So much better than lies, damned lies, and statistical lies — welcome back diners, lets explore vintage linens! I had a lot of fun enhancing my own knowledge about linens. I learned that prior to cotton and the synthetic age, all textiles were linen.  Even sheets and towels were linen, which is why we today still have a linen closet. 

A set of monogrammed linen bath towels

When I think of linens I automatically think of Irish-linen, that lovely, soft, plant-based textile that’s super wrinkly.  In my research, I found that linen has been a significant part of the Irish economy for over 300 years.  Linen is loomed from the flax plant, which has been in use as a textile fiber for 8000 years, and quite abundant in Ireland.  Linen items can come from anywhere, but Irish linen is considered the gold-standard.  To be considered Irish linen, the fabric must be loomed or woven in Ireland.  The skill of spinning linen was historically so important to the Irish economy it was a highly regulated by the government. 

Vintage linens often have detail that is lacking in modern linens:

-Natural fibers – Many of today’s “linens” look like linen, however they are either 100% synthetic or synthetic blend.  How to tell? Natural fabrics will always wrinkle, whereas the synthetics have a bounce-back feature.  The natural fabrics become very soft overtime, whereas the synthetics tend to maintain a roughness.

-Hand stitching – this one requires a closer look, but often the hand-stitched items will have imperfections.

-Hand-made lace: Battenberg and cut-work are two of my favorites.  Battenberg lace is a type of tape lace with threads that can be pulled to make intricate curves. 
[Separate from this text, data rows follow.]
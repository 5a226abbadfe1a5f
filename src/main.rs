use std::fs;
use std::path::PathBuf;
use std::sync::Arc;

use bulkscan::config::AppConfig;
use bulkscan::error::AppError;
use bulkscan::telemetry;
use bulkscan::workflows::contacts::{ContactCheck, ContactChecker};
use bulkscan::workflows::plea::{validate_plea, Plea, Problem};
use bulkscan::workflows::scanning::{
    Clock, DocumentCommand, DocumentId, EnvelopeView, FixedClock, InMemoryEventLog,
    InMemoryScanStore, RegisterEnvelope, RetentionPolicy, ScanDocumentService, SystemClock,
};
use bulkscan::workflows::validation::{fix_postcode_spacing, FieldKind};
use chrono::{DateTime, Utc};
use clap::{Args, Parser, Subcommand, ValueEnum};
use serde::{Deserialize, Serialize};
use tracing::info;

#[derive(Parser, Debug)]
#[command(
    name = "bulkscan",
    about = "Track bulk-scanned court documents and validate what defendants sent in",
    version
)]
struct Cli {
    #[command(subcommand)]
    command: Command,
}

#[derive(Subcommand, Debug)]
enum Command {
    /// Check a single value against one of the format rules
    Validate(ValidateArgs),
    /// Validate a submitted plea against the authoritative case record
    Plea(FileArgs),
    /// Register an envelope and apply a scripted series of document commands
    Replay(ReplayArgs),
    /// Check every row of a defendant contact CSV export
    Contacts(ContactsArgs),
}

#[derive(Args, Debug)]
struct ValidateArgs {
    /// Which rule to apply
    #[arg(value_enum)]
    kind: FieldArg,
    /// Value to check
    value: String,
}

#[derive(Args, Debug)]
struct FileArgs {
    /// JSON input file
    #[arg(long)]
    file: PathBuf,
}

#[derive(Args, Debug)]
struct ReplayArgs {
    /// JSON replay script: an envelope registration plus document commands
    #[arg(long)]
    file: PathBuf,
    /// Instant used for every command and the retention check (RFC 3339, defaults to now)
    #[arg(long, value_parser = parse_instant)]
    now: Option<DateTime<Utc>>,
}

#[derive(Args, Debug)]
struct ContactsArgs {
    /// CSV export with Reference, Email, Phone, Driving Licence, NI Number and Postcode columns
    #[arg(long)]
    csv: PathBuf,
    /// Only list rows with at least one failing field
    #[arg(long)]
    failures_only: bool,
}

#[derive(Debug, Clone, Copy, PartialEq, Eq, ValueEnum)]
enum FieldArg {
    Email,
    Phone,
    Licence,
    Ni,
    Postcode,
}

impl From<FieldArg> for FieldKind {
    fn from(value: FieldArg) -> Self {
        match value {
            FieldArg::Email => FieldKind::Email,
            FieldArg::Phone => FieldKind::Phone,
            FieldArg::Licence => FieldKind::DrivingLicence,
            FieldArg::Ni => FieldKind::NiNumber,
            FieldArg::Postcode => FieldKind::Postcode,
        }
    }
}

#[derive(Debug, Deserialize)]
struct PleaRequest {
    document_id: String,
    submitted: Plea,
    #[serde(default)]
    authoritative: Plea,
}

#[derive(Debug, Deserialize)]
struct ReplayScript {
    envelope: RegisterEnvelope,
    #[serde(default)]
    commands: Vec<ScriptedCommand>,
}

#[derive(Debug, Deserialize)]
struct ScriptedCommand {
    document_id: DocumentId,
    #[serde(flatten)]
    command: DocumentCommand,
}

#[derive(Debug, Serialize)]
struct ReplayReport {
    steps: Vec<ReplayStep>,
    envelope: EnvelopeView,
    retention_days: u32,
    deletion_candidates: Vec<DocumentId>,
}

#[derive(Debug, Serialize)]
struct ReplayStep {
    document_id: DocumentId,
    command: &'static str,
    accepted: bool,
    #[serde(skip_serializing_if = "Option::is_none")]
    status: Option<&'static str>,
    #[serde(skip_serializing_if = "Option::is_none")]
    version: Option<u64>,
    #[serde(skip_serializing_if = "Vec::is_empty")]
    problems: Vec<Problem>,
    #[serde(skip_serializing_if = "Option::is_none")]
    error: Option<String>,
}

fn main() {
    if let Err(err) = run_cli() {
        eprintln!("application error: {err}");
        std::process::exit(1);
    }
}

fn run_cli() -> Result<(), AppError> {
    let cli = Cli::parse();
    let config = AppConfig::load()?;
    let log_origin = telemetry::init(&config.telemetry)?;
    info!(?config.environment, ?log_origin, "bulkscan starting");

    match cli.command {
        Command::Validate(args) => {
            run_validate(args);
            Ok(())
        }
        Command::Plea(args) => run_plea(args),
        Command::Replay(args) => run_replay(args, config.retention.policy()),
        Command::Contacts(args) => run_contacts(args),
    }
}

fn parse_instant(raw: &str) -> Result<DateTime<Utc>, String> {
    DateTime::parse_from_rfc3339(raw.trim())
        .map(|instant| instant.with_timezone(&Utc))
        .map_err(|err| format!("failed to parse '{raw}' as an RFC 3339 timestamp ({err})"))
}

fn run_validate(args: ValidateArgs) {
    let kind = FieldKind::from(args.kind);
    let valid = kind.validator().is_valid(&args.value);
    let verdict = if valid { "valid" } else { "invalid" };
    println!("{} '{}': {}", kind.label(), args.value, verdict);

    if kind == FieldKind::Postcode && !valid {
        match fix_postcode_spacing(&args.value) {
            Some(fixed) => println!("suggested postcode: {fixed}"),
            None => println!("no spacing fix produces a valid postcode"),
        }
    }
}

fn run_plea(args: FileArgs) -> Result<(), AppError> {
    let request: PleaRequest = serde_json::from_str(&fs::read_to_string(args.file)?)?;
    let problems = plea_problems(&request);
    info!(
        document_id = %request.document_id,
        problems = problems.len(),
        "plea validated"
    );
    println!("{}", serde_json::to_string_pretty(&problems)?);
    Ok(())
}

fn plea_problems(request: &PleaRequest) -> Vec<Problem> {
    validate_plea(
        &request.submitted,
        &request.authoritative,
        &request.document_id,
    )
}

fn run_replay(args: ReplayArgs, retention: RetentionPolicy) -> Result<(), AppError> {
    let script: ReplayScript = serde_json::from_str(&fs::read_to_string(args.file)?)?;
    let report = match args.now {
        Some(now) => replay(script, FixedClock(now), retention)?,
        None => replay(script, SystemClock, retention)?,
    };
    println!("{}", serde_json::to_string_pretty(&report)?);
    Ok(())
}

/// Refused commands are reported per step and do not stop the replay.
fn replay<C: Clock + 'static>(
    script: ReplayScript,
    clock: C,
    retention: RetentionPolicy,
) -> Result<ReplayReport, AppError> {
    let service = ScanDocumentService::new(
        Arc::new(InMemoryScanStore::default()),
        Arc::new(InMemoryEventLog::default()),
        Arc::new(clock),
        retention,
    );

    let envelope_id = script.envelope.envelope_id.clone();
    service.register_envelope(script.envelope)?;

    let mut steps = Vec::with_capacity(script.commands.len());
    for ScriptedCommand {
        document_id,
        command,
    } in script.commands
    {
        let label = command.label();
        let step = match service.handle(&envelope_id, &document_id, command) {
            Ok(outcome) => ReplayStep {
                document_id,
                command: label,
                accepted: true,
                status: Some(outcome.status().label()),
                version: Some(outcome.version),
                problems: outcome.problems,
                error: None,
            },
            Err(err) => ReplayStep {
                document_id,
                command: label,
                accepted: false,
                status: None,
                version: None,
                problems: Vec::new(),
                error: Some(err.to_string()),
            },
        };
        steps.push(step);
    }

    Ok(ReplayReport {
        steps,
        envelope: service.envelope(&envelope_id)?,
        retention_days: retention.retention_days(),
        deletion_candidates: service.deletion_candidates(&envelope_id)?,
    })
}

fn run_contacts(args: ContactsArgs) -> Result<(), AppError> {
    let checks = ContactChecker::from_path(&args.csv)?;
    let failing = checks.iter().filter(|check| !check.is_clean()).count();
    info!(rows = checks.len(), failing, "contact export checked");

    println!("Contact export: {}", args.csv.display());
    println!("{} rows, {} with invalid fields", checks.len(), failing);
    for check in &checks {
        if args.failures_only && check.is_clean() {
            continue;
        }
        println!("- {}", render_contact_check(check));
    }
    Ok(())
}

fn render_contact_check(check: &ContactCheck) -> String {
    let failed = check.failed_fields();
    let mut line = if failed.is_empty() {
        format!("{}: ok", check.reference)
    } else {
        format!("{}: invalid {}", check.reference, failed.join(", "))
    };
    if let Some(postcode) = &check.suggested_postcode {
        line.push_str(&format!(" (postcode could be '{postcode}')"));
    }
    line
}

#[cfg(test)]
mod tests {
    use super::*;
    use bulkscan::workflows::plea::ProblemCode;

    fn instant() -> DateTime<Utc> {
        parse_instant("2025-07-15T10:00:00Z").expect("valid instant")
    }

    const SCRIPT: &str = r#"{
        "envelope": {
            "envelope_id": "env-001",
            "archive_file_name": "bulkscan-2025-06-01.zip",
            "extracted_at": "2025-06-01T09:00:00Z",
            "documents": [
                { "document_id": "doc-1", "file_name": "plea-1.pdf", "case_urn": "TFL100" },
                { "document_id": "doc-2", "file_name": "plea-2.pdf", "pti_urn": "PTI200" }
            ]
        },
        "commands": [
            { "document_id": "doc-1", "command": "mark_auto_actioned", "actioned_by": "system" },
            { "document_id": "doc-2", "command": "delete_actioned" },
            { "document_id": "doc-9", "command": "expire" }
        ]
    }"#;

    #[test]
    fn replay_reports_each_step_and_continues_after_refusals() {
        let script: ReplayScript = serde_json::from_str(SCRIPT).expect("script parses");
        let report = replay(script, FixedClock(instant()), RetentionPolicy::new(30))
            .expect("replay runs");

        assert_eq!(report.steps.len(), 3);
        assert!(report.steps[0].accepted);
        assert_eq!(report.steps[0].status, Some("AUTO_ACTIONED"));
        assert_eq!(report.steps[0].version, Some(2));
        assert!(!report.steps[1].accepted);
        assert!(report.steps[1].error.is_some());
        assert!(!report.steps[2].accepted);
        assert_eq!(report.envelope.documents.len(), 2);
        assert!(report.deletion_candidates.is_empty());
    }

    #[test]
    fn replay_lists_documents_past_retention() {
        let script: ReplayScript = serde_json::from_str(SCRIPT).expect("script parses");
        let report =
            replay(script, FixedClock(instant()), RetentionPolicy::new(0)).expect("replay runs");

        assert_eq!(
            report.deletion_candidates,
            vec![DocumentId("doc-1".to_string())]
        );
    }

    #[test]
    fn plea_request_reports_problems() {
        let request: PleaRequest = serde_json::from_str(
            r#"{
                "document_id": "doc-1",
                "submitted": {
                    "offences": [{ "title": "Fare evasion", "plea": "GUILTY" }]
                }
            }"#,
        )
        .expect("request parses");

        let problems = plea_problems(&request);
        assert_eq!(problems.len(), 1);
        assert_eq!(problems[0].code, ProblemCode::WishToComeToCourtInvalid);
    }

    #[test]
    fn parse_instant_rejects_garbage() {
        assert!(parse_instant("yesterday").is_err());
    }

    #[test]
    fn field_args_map_to_field_kinds() {
        assert_eq!(FieldKind::from(FieldArg::Licence), FieldKind::DrivingLicence);
        assert_eq!(FieldKind::from(FieldArg::Ni), FieldKind::NiNumber);
    }

    #[test]
    fn contact_line_mentions_failures_and_fix() {
        let checks = ContactChecker::from_reader(std::io::Cursor::new(
            "Reference,Email,Phone,Driving Licence,NI Number,Postcode\nTFL-9,bad,,,,EC1A1BB\n",
        ))
        .expect("parses");

        let line = render_contact_check(&checks[0]);
        assert!(line.starts_with("TFL-9: invalid email"));
        assert!(line.contains("EC1A 1BB"));
    }
}
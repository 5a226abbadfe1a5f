//! Reconciling defendant contact details read off a scanned form with the
//! values already held for the case.

mod details;
mod reconcile;

pub use details::{
    normalise_ni_number, normalise_postcode, DefendantDetails, EmploymentStatus,
    FinancialMeans, IncomeFrequency,
};
pub use reconcile::{reconcile_defendant_details, DefendantDetailsReconciliation, ReconciliationInput};
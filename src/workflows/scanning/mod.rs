//! Lifecycle of scanned documents: registration, triage decisions, expiry,
//! defendant-detail updates, plea checks, and retention-driven deletion.
//!
//! [`transition`] is the pure decision function; [`ScanDocumentService`] wraps it
//! with a repository, an event recorder, and a clock supplied by the caller.

mod command;
mod domain;
mod event;
mod machine;
mod memory;
mod repository;
mod retention;
mod service;

#[cfg(test)]
mod tests;

pub use command::{
    AdditionalDetailsUpdate, CommandErrorKind, ContactDetailsProposal, DocumentCommand,
    DocumentCommandError, FinancialMeansUpdate,
};
pub use domain::{
    DocumentId, DocumentKey, DocumentStatus, DocumentStatusView, EnvelopeId, EnvelopeView,
    NextStepDecision, ReconciliationFlags, RegisterDocument, ScanDocument, ScanEnvelope,
};
pub use event::{DetailsSource, DocumentEvent};
pub use machine::{transition, Transition};
pub use memory::{InMemoryEventLog, InMemoryScanStore};
pub use repository::{
    Clock, EnvelopeRepository, EventRecordError, EventRecorder, FixedClock, RecordedEvent,
    RepositoryError, SystemClock, VersionedDocument,
};
pub use retention::{is_eligible_for_deletion, RetentionPolicy};
pub use service::{
    CommandOutcome, DocumentRegistration, RegisterEnvelope, ScanDocumentService, ScanServiceError,
};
A battenberg lace ladies hankie, I’ve used this particular one for a pocket-square

Cut work lace is a type of decorative needlework that consists of deliberately cutting out small spaces or holes from a ground material. 

A well-loved table cloth from my grandmothers aunt.

There is also bobbin lace, which was a series of bobbins and a pattern. The user would loom the bobbins together to form handmade lace, and usually serves as edging. 

-Embroidery: very consistent with vintage linens, and there are numerous patterns and colored embroidery tape. 

This was my first attempt at embroidery, this charming pastel floral wreath, i made a set of eight napkins.   The pattern also includes a monogram, but I’ve not attempted that yet!

-Monograms: I love monograms.  They are often dimensional and can be simple or complex.  Monograms in this periwinkle color are a particular favorite.

A series of five monogrammed ladies hankies

Bringing the past into the present, and some classic vintage tabletop linens to consider for your own collection. 

Table cloths and table runners: always classic for any table.  Some may have minor flaws, such as tears, which can be easily mended, or stains.  Like most vintage items its these flaws that bring vintage items character.   True linen table cloths are remarkably soft from years of washing, and feel more like silk than linen.   Likewise with napkins, they are incredibly soft and durable.  Additionally, cloth napkins especially vintage ones, are the ultimate in sustainability! 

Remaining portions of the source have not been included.